Study: Solo stars at higher death risk than bands
Bellis said factors contributing to the difference could include longer careers — and thus longer exposure to rock 'n' roll excess — in the U.S., a huge, populous country with greater opportunities for aging stars to stay on the road. Europe's stronger social safety net and socialized medicine may also play a role, he said.
The research, which updates a 2007 study by the same team, was published in the online journal BMJ Open.
The study suggests the infamous rock 'n' roll lifestyle may not be entirely to blame for rock stars' death risk.

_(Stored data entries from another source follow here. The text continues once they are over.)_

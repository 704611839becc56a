//! Client-side login flows built on [`ApiClient`]
//!
//! Every successful login-type call stores the returned token pair in the
//! client's token store; logout clears it.

use serde_json::{json, Map, Value};
use thiserror::Error;
use tracing::{debug, info, warn};

use super::models::{AuthPayload, AuthUser, LoginRequest, RegisterRequest};
use crate::client::{ApiClient, ClientError, TokenStoreError};

pub const LOGIN_PATH: &str = "/api/auth/login/";
pub const REGISTER_PATH: &str = "/api/auth/register/";
pub const LOGOUT_PATH: &str = "/api/auth/logout/";
pub const CURRENT_USER_PATH: &str = "/api/auth/me/";
pub const GOOGLE_LOGIN_PATH: &str = "/api/auth/social/google/";
/// Backend endpoint that issues a session for a verified Telegram payload.
pub const TELEGRAM_SOCIAL_LOGIN_PATH: &str = "/api/auth/social/telegram/";

#[derive(Debug, Error)]
pub enum SessionError {
    #[error(transparent)]
    Client(#[from] ClientError),

    #[error("token storage error: {0}")]
    Storage(#[from] TokenStoreError),

    #[error("login response did not contain a token pair")]
    MissingTokens,

    #[error("login response did not contain a valid user")]
    MissingUser,
}

/// Login, registration and logout against the Misikir backend.
#[derive(Clone)]
pub struct AuthSession {
    client: ApiClient,
    telegram_verify_url: String,
}

impl AuthSession {
    /// `telegram_verify_url` is the verification endpoint that checks the
    /// widget signature before the backend sees the payload.
    pub fn new(client: ApiClient, telegram_verify_url: impl Into<String>) -> Self {
        Self {
            client,
            telegram_verify_url: telegram_verify_url.into(),
        }
    }

    pub fn client(&self) -> &ApiClient {
        &self.client
    }

    pub async fn login(&self, email: &str, password: &str) -> Result<AuthUser, SessionError> {
        debug!("Submitting email login");
        let request = LoginRequest {
            email: email.to_string(),
            password: password.to_string(),
        };
        let response = self.client.post(LOGIN_PATH, &request, false).await?;
        self.establish(response.data).await
    }

    pub async fn register(&self, request: &RegisterRequest) -> Result<AuthUser, SessionError> {
        debug!(business_owner = request.is_business_owner, "Submitting registration");
        let response = self.client.post(REGISTER_PATH, request, false).await?;
        self.establish(response.data).await
    }

    /// Sends the raw widget payload to the verification endpoint.
    pub async fn telegram_login(
        &self,
        payload: &Map<String, Value>,
    ) -> Result<AuthUser, SessionError> {
        debug!(url = %self.telegram_verify_url, "Submitting Telegram login");
        let response = self
            .client
            .post(&self.telegram_verify_url, payload, false)
            .await?;
        self.establish(response.data).await
    }

    /// External URL that starts the Google sign-in redirect.
    pub fn google_login_url(&self, redirect_uri: &str) -> String {
        format!(
            "{}?redirect_uri={}",
            self.client.url_for(GOOGLE_LOGIN_PATH),
            urlencoding::encode(redirect_uri)
        )
    }

    /// Completes the Google redirect: the backend hands the tokens back on
    /// the redirect URI.
    pub async fn complete_google_login(
        &self,
        access: &str,
        refresh: &str,
    ) -> Result<AuthUser, SessionError> {
        self.establish(Some(json!({ "access": access, "refresh": refresh })))
            .await
    }

    pub async fn current_user(&self) -> Result<AuthUser, SessionError> {
        let response = self.client.get(CURRENT_USER_PATH, true).await?;
        let value = response.data.ok_or(SessionError::MissingUser)?;
        AuthUser::from_value(value).map_err(|_| SessionError::MissingUser)
    }

    pub async fn is_authenticated(&self) -> bool {
        self.client.tokens().access_token().await.is_some()
    }

    /// Tells the backend to blacklist the refresh token, then clears local
    /// tokens whatever the backend said.
    pub async fn logout(&self) -> Result<(), SessionError> {
        if let Some(refresh) = self.client.tokens().refresh_token().await {
            if let Err(e) = self
                .client
                .post(LOGOUT_PATH, &json!({ "refresh": refresh }), true)
                .await
            {
                warn!(error = %e, "Backend logout failed, clearing local session anyway");
            }
        }

        self.client.tokens().clear().await?;
        info!("Session cleared");
        Ok(())
    }

    async fn establish(&self, data: Option<Value>) -> Result<AuthUser, SessionError> {
        let data = data.ok_or(SessionError::MissingTokens)?;
        let payload = AuthPayload::from_value(&data).ok_or(SessionError::MissingTokens)?;

        self.client.tokens().set_tokens(payload.tokens).await?;

        match payload.user {
            Some(user) => {
                info!(user_id = %user.id, "Session established");
                Ok(user)
            }
            None => self.current_user().await,
        }
    }
}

The researchers looked for the first time at the role of "adverse childhood experiences" — such as physical or sexual abuse — on stars' later behavior.
They found that performers who had had at least one adverse childhood experience were more likely to die from drug and alcohol use or "risk-related causes."
"Substance abuse and risk-taking in stars are largely discussed in terms of hedonism, music industry culture, responses to the pressures of fame or even part of the creative process," the researchers said.
However, they said, "adverse experiences in early life may leave some predisposed to health-damaging behaviors, with fame and extreme wealth providing greater opportunities to engage in risk-taking."
But Ellis Cashmore, a cultural studies professor at Staffordshire University and author of the book "Celebrity/Culture," said it would be wrong to overlook "artistic frustration" as a factor in artistic self-destruction.
He said troubled artists from Vincent Van Gogh and Ernest Hemingway to the Beach Boys' Brian Wilson all illustrate "the torment that creativity brings with it."
"Perhaps it is the continual striving for some sort of unattainable artistic perfection that drives them," he said.